Thursday, July 5, 2012

Let's just put this out there


So I think I realized why I stopped writing during the past month.

Apart from the influx of personal drama-rama I was going through, I think I was starting to actually get a little shy about writing in general again.

I think it might have been one part: self doubt, another part: branching out and posting my blogs to twitter (the place where I'm most active online), one part: not hiding behind fandom topics, and another part: HOLY SHIT PEOPLE ARE ACTUALLY READING MY THOUGHTS. People who KNOW ME *whisper yells* In. Real. Life!!!

I think it all just sort of accumulated, and at different times, one or more things started really affecting me. And I couldn't work on concurring that fear on top of dealing with everything else that was going on. So I did what I always tend to do when I'm scared.

I shut down, turn my ass in the opposite direction, and I RUN.

I have two primary ways of dealing with anxiety. They are:

Attack, attack, attack!!!!

Or

Run, run, run!!!!

Pretty standard- yeah?

It's kinda the fight or flight response at its best. Protecting one from that shitty shitty feeling fear-induced-anxiety gives you.

But here's the thing, remember what this place was started for? To increase my courage. To remember that the things that scare me are the things I should probably be doing the most.

But enough with the bullshit bumper stickers.

Most people aren't going to analyze and critique what I have to say anywhere NEAR the level that I'm going to critique my own stuff. So, I just need to get over that crap.

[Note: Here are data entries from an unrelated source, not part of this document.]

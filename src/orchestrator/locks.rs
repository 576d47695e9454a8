// src/orchestrator/locks.rs

use std::collections::HashMap;
use std::sync::{Arc, Mutex, PoisonError};

use tokio::sync::{Mutex as AsyncMutex, OwnedMutexGuard};

use crate::store::ResourceKey;

/// One async mutex per store key.
///
/// Serialises the read-validate-patch sequence for a single record inside
/// this process. Different keys never contend.
#[derive(Debug, Clone, Default)]
pub struct KeyedLocks {
    inner: Arc<Mutex<HashMap<ResourceKey, Arc<AsyncMutex<()>>>>>,
}

impl KeyedLocks {
    pub fn new() -> Self {
        Self::default()
    }

    pub async fn lock(&self, key: &ResourceKey) -> OwnedMutexGuard<()> {
        let entry = {
            let mut map = self.inner.lock().unwrap_or_else(PoisonError::into_inner);
            // Drop locks nobody holds or waits for.
            map.retain(|_, m| Arc::strong_count(m) > 1);
            map.entry(key.clone()).or_default().clone()
        };
        entry.lock_owned().await
    }

    /// Number of keys with a live lock entry.
    pub fn len(&self) -> usize {
        self.inner
            .lock()
            .unwrap_or_else(PoisonError::into_inner)
            .len()
    }

    pub fn is_empty(&self) -> bool {
        self.len() == 0
    }
}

And maybe what I have to say might matter to someone or maybe it won't. Because frankly it shouldn't matter. At the end of the day I write for me. And if I feel like I have something to say, then it's going out there.

I dunno, maybe to the outside world a 23 year old shouldn't be this affected... But I'm not going to pretend like it isn't going on. I may be scared but I won't be dishonest.

It's good to educate one another where we really are and not just put on a brave face and pretend like everything is peachy keen!

Because someone somewhere may see this and say, ’She doesn't look scared! What am I doing wrong?! God, why can’t I just get my shit together and put it out there?!'

I'm here to say that right now this is hella scary, and you can assume it will continue to be that way for quite some time. But whatever, I'm doing it anyway.

I'm not wrong for feeling this way. I'm only wrong if I let it stop me or if I choose not to talk about it.